[Collected data]
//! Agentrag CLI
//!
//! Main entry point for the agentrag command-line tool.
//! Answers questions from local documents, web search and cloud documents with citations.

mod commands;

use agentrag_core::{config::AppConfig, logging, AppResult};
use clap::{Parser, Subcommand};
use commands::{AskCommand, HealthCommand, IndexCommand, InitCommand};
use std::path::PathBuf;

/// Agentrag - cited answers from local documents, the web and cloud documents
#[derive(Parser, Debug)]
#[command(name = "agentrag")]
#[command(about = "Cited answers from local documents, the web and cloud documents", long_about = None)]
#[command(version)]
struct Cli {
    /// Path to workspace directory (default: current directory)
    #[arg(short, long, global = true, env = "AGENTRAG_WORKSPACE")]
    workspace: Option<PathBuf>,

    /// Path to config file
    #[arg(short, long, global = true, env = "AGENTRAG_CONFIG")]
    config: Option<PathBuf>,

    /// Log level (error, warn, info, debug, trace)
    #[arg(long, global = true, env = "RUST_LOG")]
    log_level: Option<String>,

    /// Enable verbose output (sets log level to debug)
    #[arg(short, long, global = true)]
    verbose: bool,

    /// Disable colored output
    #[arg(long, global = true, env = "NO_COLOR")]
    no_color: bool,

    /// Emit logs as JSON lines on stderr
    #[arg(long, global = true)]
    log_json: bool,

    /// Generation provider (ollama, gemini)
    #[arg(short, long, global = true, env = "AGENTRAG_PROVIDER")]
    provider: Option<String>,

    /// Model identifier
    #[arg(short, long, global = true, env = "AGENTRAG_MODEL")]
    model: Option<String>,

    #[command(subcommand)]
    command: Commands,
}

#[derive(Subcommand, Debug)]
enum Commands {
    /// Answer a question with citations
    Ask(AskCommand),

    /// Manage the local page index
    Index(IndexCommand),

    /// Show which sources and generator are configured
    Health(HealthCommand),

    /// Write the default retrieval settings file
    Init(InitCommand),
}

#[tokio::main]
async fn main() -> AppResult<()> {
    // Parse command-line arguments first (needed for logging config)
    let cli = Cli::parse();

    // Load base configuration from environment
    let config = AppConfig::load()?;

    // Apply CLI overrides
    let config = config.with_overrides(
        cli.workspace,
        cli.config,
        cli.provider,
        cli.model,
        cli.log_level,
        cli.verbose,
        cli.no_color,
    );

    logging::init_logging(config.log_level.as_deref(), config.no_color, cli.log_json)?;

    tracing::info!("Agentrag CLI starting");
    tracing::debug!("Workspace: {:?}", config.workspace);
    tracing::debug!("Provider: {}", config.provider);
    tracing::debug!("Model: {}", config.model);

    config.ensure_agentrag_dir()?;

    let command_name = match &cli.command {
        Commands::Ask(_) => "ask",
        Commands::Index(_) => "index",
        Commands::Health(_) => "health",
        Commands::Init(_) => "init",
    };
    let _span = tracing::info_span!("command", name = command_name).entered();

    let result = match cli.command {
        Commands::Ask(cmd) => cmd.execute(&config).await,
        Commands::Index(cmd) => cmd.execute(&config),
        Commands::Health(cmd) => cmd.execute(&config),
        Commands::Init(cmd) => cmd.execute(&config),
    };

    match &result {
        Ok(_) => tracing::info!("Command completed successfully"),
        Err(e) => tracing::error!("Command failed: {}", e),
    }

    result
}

**Task description:** Line count for the string "bool": state how many lines in the data contain it, and output nothing else.

**Answer for the task:** 3